- Born: Walter Jerome Haas
- Other name: Wally Haas
- Occupation: Businessman
- Known for: Former President of the Oakland Athletics
- Spouse: Julie Salles
- Children: 3
- Parent(s): Evelyn Danzig Haas Walter A. Haas Jr.
- Family: Robert D. Haas (brother) Roy Eisenhardt (brother-in-law) Walter A. Haas (grandfather) Abraham Haas (great-grandfather) Simon Koshland (great-great-grandfather) Jerome Alan Danzig (uncle) Sarah Palfrey (aunt)

= Walter J. Haas =

American businessman

Walter J. Haas is an American businessman and former president of the Oakland Athletics (1990–1992) and co-chairman of the Evelyn and Walter Haas Jr. Fund.

==Biography==
Haas was born the son of Evelyn (née Danzig) and Walter A. Haas Jr.
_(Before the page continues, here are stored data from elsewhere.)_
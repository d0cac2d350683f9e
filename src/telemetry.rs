//! Change notifications emitted by the coordinator.
//!
//! Applications subscribe through [`Coordinator::subscribe`](crate::Coordinator::subscribe) to
//! learn when the coordinator changes its own behaviour, most importantly when it drops the
//! concurrency cap to one because the server is throttling. Events are delivered over a
//! `tokio::sync::broadcast` channel: slow receivers lose the oldest events rather than holding
//! up dispatch.
//!
//! ```rust
//! use fhirbatch::telemetry::{CoordinatorEvent, EventBus};
//!
//! # #[tokio::main(flavor = "current_thread")]
//! # async fn main() {
//! let bus = EventBus::new(16);
//! let mut rx = bus.subscribe();
//! bus.emit(CoordinatorEvent::ConcurrencyReduced { max_active_requests: 1 });
//! assert_eq!(rx.recv().await.unwrap(), CoordinatorEvent::ConcurrencyReduced { max_active_requests: 1 });
//! # }
//! ```

use std::fmt;
use std::sync::atomic::{AtomicU64, Ordering};
use std::sync::Arc;
use std::time::Duration;
use tokio::sync::broadcast;

/// Default number of buffered events per subscriber.
pub const DEFAULT_EVENT_CAPACITY: usize = 64;

/// Something the coordinator decided on its own.
#[derive(Debug, Clone, PartialEq, Eq)]
pub enum CoordinatorEvent {
    /// Throttling forced the concurrency cap down.
    ConcurrencyReduced { max_active_requests: usize },
    /// The inter-request delay changed.
    PacingChanged { min_delay: Duration },
    /// A throttled or failed exchange was put back in the queue.
    Retrying { url: String, attempt: usize, retry_after: Duration },
    /// Retries stopped; the request failed terminally.
    GaveUp { url: String, status: u16 },
    /// Pending and active requests were discarded.
    Cleared { pending: usize, active: usize },
}

impl fmt::Display for CoordinatorEvent {
    fn fmt(&self, f: &mut fmt::Formatter<'_>) -> fmt::Result {
        match self {
            CoordinatorEvent::ConcurrencyReduced { max_active_requests } => {
                write!(f, "ConcurrencyReduced(max_active={})", max_active_requests)
            }
            CoordinatorEvent::PacingChanged { min_delay } => {
                write!(f, "PacingChanged(min_delay={:?})", min_delay)
            }
            CoordinatorEvent::Retrying { url, attempt, retry_after } => {
                write!(f, "Retrying({}, attempt #{}, after {:?})", url, attempt, retry_after)
            }
            CoordinatorEvent::GaveUp { url, status } => write!(f, "GaveUp({}, status={})", url, status),
            CoordinatorEvent::Cleared { pending, active } => {
                write!(f, "Cleared(pending={}, active={})", pending, active)
            }
        }
    }
}

/// Broadcast fan-out of [`CoordinatorEvent`]s.
#[derive(Clone, Debug)]
pub struct EventBus {
    sender: Arc<broadcast::Sender<CoordinatorEvent>>,
    undelivered: Arc<AtomicU64>,
}

impl Default for EventBus {
    fn default() -> Self {
        Self::new(DEFAULT_EVENT_CAPACITY)
    }
}

impl EventBus {
    /// Creates a bus buffering up to `capacity` events per subscriber.
    pub fn new(capacity: usize) -> Self {
        let (sender, _) = broadcast::channel(capacity.max(1));
        Self { sender: Arc::new(sender), undelivered: Arc::new(AtomicU64::new(0)) }
    }

    /// Receive every event emitted from now on.
    pub fn subscribe(&self) -> broadcast::Receiver<CoordinatorEvent> {
        self.sender.subscribe()
    }

    pub fn receiver_count(&self) -> usize {
        self.sender.receiver_count()
    }

    /// Events emitted while nobody was subscribed.
    pub fn undelivered_count(&self) -> u64 {
        self.undelivered.load(Ordering::Relaxed)
    }

    /// Best-effort send; never blocks.
    pub fn emit(&self, event: CoordinatorEvent) {
        tracing::debug!(%event, "coordinator event");
        if self.sender.send(event).is_err() {
            self.undelivered.fetch_add(1, Ordering::Relaxed);
        }
    }
}

#[cfg(test)]
mod tests {
    use super::*;

    #[tokio::test]
    async fn subscribers_receive_events_in_order() {
        let bus = EventBus::new(8);
        let mut rx = bus.subscribe();
        bus.emit(CoordinatorEvent::PacingChanged { min_delay: Duration::from_millis(100) });
        bus.emit(CoordinatorEvent::ConcurrencyReduced { max_active_requests: 1 });
        assert_eq!(
            rx.recv().await.unwrap(),
            CoordinatorEvent::PacingChanged { min_delay: Duration::from_millis(100) }
        );
        assert_eq!(
            rx.recv().await.unwrap(),
            CoordinatorEvent::ConcurrencyReduced { max_active_requests: 1 }
        );
    }

    #[test]
    fn emit_without_subscribers_is_counted() {
        let bus = EventBus::default();
        bus.emit(CoordinatorEvent::Cleared { pending: 2, active: 1 });
        assert_eq!(bus.undelivered_count(), 1);
        assert_eq!(bus.receiver_count(), 0);
    }

    #[test]
    fn display_is_compact() {
        let event = CoordinatorEvent::GaveUp { url: "Patient".into(), status: 429 };
        assert_eq!(event.to_string(), "GaveUp(Patient, status=429)");
    }
}
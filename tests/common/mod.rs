#![allow(dead_code)]

pub mod test_helpers;
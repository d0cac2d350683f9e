//! Endpoint URL handling for FHIR REST services: resolution against the service base, query
//! parameter updates, the long-search rewrite and paging links.

use serde_json::Value;

/// Operation that has no `_search` form and must stay a GET (wrapped in a batch when long).
const LASTN_OPERATION: &str = "/$lastn";

/// Resolve `url` against the service base unless it is already absolute.
pub fn full_url(base: &str, url: &str) -> String {
    if url.starts_with("http://") || url.starts_with("https://") {
        url.to_string()
    } else {
        format!("{}/{}", base, url)
    }
}

/// Strip the service base (and the following slash) from `url`, as batch entries require.
pub fn relative_url(base: &str, url: &str) -> String {
    match url.strip_prefix(base) {
        Some(rest) if !base.is_empty() => rest.strip_prefix('/').unwrap_or(rest).to_string(),
        _ => url.to_string(),
    }
}

/// Add or replace the query parameter `name`. URLs with more than one `?` are returned
/// unchanged.
pub fn update_url_with_param(url: &str, name: &str, value: &str) -> String {
    let mut parts = url.splitn(3, '?');
    let path = parts.next().unwrap_or_default();
    let query = parts.next().unwrap_or_default();
    if parts.next().is_some() {
        return url.to_string();
    }
    let encoded: String = url::form_urlencoded::byte_serialize(value.as_bytes()).collect();
    let params: Vec<&str> = query
        .split('&')
        .filter(|item| !item.is_empty() && item.split('=').next() != Some(name))
        .collect();
    let mut out = String::with_capacity(url.len() + name.len() + encoded.len() + 2);
    out.push_str(path);
    out.push('?');
    for param in params {
        out.push_str(param);
        out.push('&');
    }
    out.push_str(name);
    out.push('=');
    out.push_str(&encoded);
    out
}

/// Whether the query string already contains `name=`.
pub fn has_param(url: &str, name: &str) -> bool {
    url.split_once('?')
        .map(|(_, query)| query.split('&').any(|item| item.split('=').next() == Some(name)))
        .unwrap_or(false)
}

/// A search URL rewritten to `POST <path>/_search` with a form-encoded body.
#[derive(Debug, Clone, PartialEq, Eq)]
pub struct SearchRewrite {
    pub url: String,
    pub body: String,
}

/// Rewrite `url` into a POST search when it exceeds `max_len` and the operation allows it.
pub fn rewrite_long_url(url: &str, max_len: usize) -> Option<SearchRewrite> {
    if url.len() <= max_len || url.contains(LASTN_OPERATION) {
        return None;
    }
    let (path, query) = url.split_once('?').unwrap_or((url, ""));
    Some(SearchRewrite { url: format!("{}/_search", path), body: query.to_string() })
}

/// Next-page link of a searchset bundle (`link[relation = "next"].url`).
pub fn next_page_url(bundle: &Value) -> Option<String> {
    bundle
        .get("link")?
        .as_array()?
        .iter()
        .find(|link| link.get("relation").and_then(Value::as_str) == Some("next"))?
        .get("url")?
        .as_str()
        .filter(|url| !url.is_empty())
        .map(str::to_string)
}
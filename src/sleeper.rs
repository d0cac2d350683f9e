//! Timers behind the coordinator's debounce window, pacing waits and `Retry-After` holds.
//!
//! Swapping the [`Sleeper`] lets tests see which delays were scheduled without changing
//! dispatch behaviour.

use futures::future::BoxFuture;
use futures::FutureExt;
use std::sync::{Arc, Mutex};
use std::time::Duration;

/// Source of the coordinator's timers.
pub trait Sleeper: Send + Sync + std::fmt::Debug {
    fn sleep(&self, duration: Duration) -> BoxFuture<'static, ()>;
}

/// Timers on the tokio runtime.
#[derive(Debug, Default, Clone, Copy)]
pub struct TokioSleeper;

impl Sleeper for TokioSleeper {
    fn sleep(&self, duration: Duration) -> BoxFuture<'static, ()> {
        tokio::time::sleep(duration).boxed()
    }
}

/// Records every scheduled delay, then waits it out on the tokio clock.
///
/// A timer that fired immediately would make the coordinator re-check pacing in a busy loop,
/// so the wait is real; pair it with a paused runtime to keep tests instant.
#[derive(Debug, Clone, Default)]
pub struct TrackingSleeper {
    scheduled: Arc<Mutex<Vec<Duration>>>,
}

impl TrackingSleeper {
    pub fn new() -> Self {
        Self::default()
    }

    /// Every delay scheduled so far, in order.
    pub fn calls(&self) -> Vec<Duration> {
        self.scheduled().clone()
    }

    pub fn max_call(&self) -> Option<Duration> {
        self.scheduled().iter().copied().max()
    }

    pub fn clear(&self) {
        self.scheduled().clear();
    }

    fn scheduled(&self) -> std::sync::MutexGuard<'_, Vec<Duration>> {
        self.scheduled.lock().unwrap_or_else(|e| e.into_inner())
    }
}

impl Sleeper for TrackingSleeper {
    fn sleep(&self, duration: Duration) -> BoxFuture<'static, ()> {
        self.scheduled().push(duration);
        tokio::time::sleep(duration).boxed()
    }
}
He has two siblings: Robert D. Haas; and Betsy Haas Eisenhardt (married to Roy Eisenhardt).

==Personal life==
Haas married Julie Salles, a Roman Catholic, in a Unitarian ceremony in Sausalito, California. They have three children: Simone Haas Zumsteg, Charlotte Haas Prime, and Walter A. Haas III.